4. Model Accuracy Comparison

Next, we compare the inference results of the INT8 and FP16 models:

Figure: prompt mode FP16 – INT8 result comparison

Figure: auto mode FP16 – INT8 result comparison

It can be seen that in the prompt and auto modes, the accuracy of the INT8 model has almost no change compared with the FP16 model.

Note: In auto mode, the mask will use randomly generated colors.

5. Performance comparison

Finally, we compare the performance indicators through the benchmark_app tool that comes with OpenVINO™:

[ INFO ] Execution Devices:['CPU']
[ INFO ] Count:            60 iterations
[ INFO ] Duration:         75716.93 ms
[ INFO ] Latency:
[ INFO ]    Median:        14832.33 ms
[ INFO ]    Average:       14780.77 ms
[ INFO ]    Min:           10398.47 ms
[ INFO ]    Max:           16725.65 ms
[ INFO ] Throughput:   0.79 FPS

Benchmark results (FP16)

[ INFO ] Execution Devices:['CPU']
[ INFO ] Count:            72 iterations
[ INFO ] Duration:         68936.14 ms
[ INFO ] Latency:
[ INFO ]    Median:        11281.87 ms
[ INFO ]    Average:       11162.87 ms
[ INFO ]    Min:           6736.09 ms
[ INFO ]    Max:           12547.48 ms
[ INFO ] Throughput:   1.04 FPS

Figure: Benchmark results (INT8)

It can be seen that on the CPU side, the INT8 model has increased by about 30% compared with FP16 , and the volume has been compressed from the original 350MB to less than 100MB.

V. Summary

In view of the excellent automatic segmentation capability of SAM, it is believed that more and more application scenarios will deploy this technology in the future.
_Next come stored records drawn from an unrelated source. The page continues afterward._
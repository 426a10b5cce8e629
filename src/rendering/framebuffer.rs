/// Framebuffer for software rendering
/// A single ARGB color buffer; the painter's ordering of the draw list
/// replaces per-pixel depth testing.
use crate::count_add;
use crate::perf::FRAME_COUNTERS;
use crate::rendering::texture::{SpriteRect, SpriteSheet};

pub struct Framebuffer {
    // Hot data: used for every bounds check and index calculation
    pub width: usize,
    pub height: usize,
    pub color_buffer: Vec<u32>, // ARGB format
}

impl Framebuffer {
    pub fn new(width: usize, height: usize) -> Self {
        Self {
            width,
            height,
            color_buffer: vec![0; width * height],
        }
    }

    /// Clear the color buffer to one color
    pub fn clear(&mut self, clear_color: u32) {
        self.color_buffer.fill(clear_color);
    }

    #[inline]
    pub fn pixel(&self, x: usize, y: usize) -> u32 {
        debug_assert!(x < self.width && y < self.height);
        self.color_buffer[y * self.width + x]
    }

    /// Get color buffer as slice
    pub fn color_buffer_slice(&self) -> &[u32] {
        &self.color_buffer
    }

    /// Resize framebuffer
    pub fn resize(&mut self, width: usize, height: usize) {
        self.width = width;
        self.height = height;
        self.color_buffer.resize(width * height, 0);
    }

    /// Blit a sprite-sheet region to (dest_x, dest_y), scaled to
    /// dest_width x dest_height with nearest-neighbor sampling. The
    /// destination rectangle is clipped against the surface; fully
    /// transparent texels (alpha 0) leave the underlying pixel intact.
    pub fn blit_scaled(
        &mut self,
        sheet: &SpriteSheet,
        src: SpriteRect,
        dest_x: i32,
        dest_y: i32,
        dest_width: u32,
        dest_height: u32,
    ) {
        if dest_width == 0 || dest_height == 0 {
            return;
        }

        let x0 = dest_x.max(0);
        let y0 = dest_y.max(0);
        let x1 = (dest_x + dest_width as i32).min(self.width as i32);
        let y1 = (dest_y + dest_height as i32).min(self.height as i32);
        if x0 >= x1 || y0 >= y1 {
            return;
        }

        count_add!(
            FRAME_COUNTERS.pixels_blitted,
            ((x1 - x0) * (y1 - y0)) as u64
        );

        for py in y0..y1 {
            let v = (py - dest_y) as u32 * src.height / dest_height;
            let row = py as usize * self.width;
            for px in x0..x1 {
                let u = (px - dest_x) as u32 * src.width / dest_width;
                let color = sheet.pixel(src.x + u, src.y + v);
                if color & 0xFF000000 == 0 {
                    continue;
                }
                self.color_buffer[row + px as usize] = color;
            }
        }
    }
}

/// Convert RGB to ARGB u32
#[inline]
pub const fn rgb_to_u32(r: u8, g: u8, b: u8) -> u32 {
    0xFF000000 | ((r as u32) << 16) | ((g as u32) << 8) | (b as u32)
}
In the process of industrialization, developers often pay the most attention to the balance between performance and accuracy . This is a more cost-effective solution. The OpenVINO™ NNCF tool significantly improves the operating efficiency of the model and reduces the space occupied by the model by quantizing and compressing the Segment Anything encoder part without affecting the accuracy of the model.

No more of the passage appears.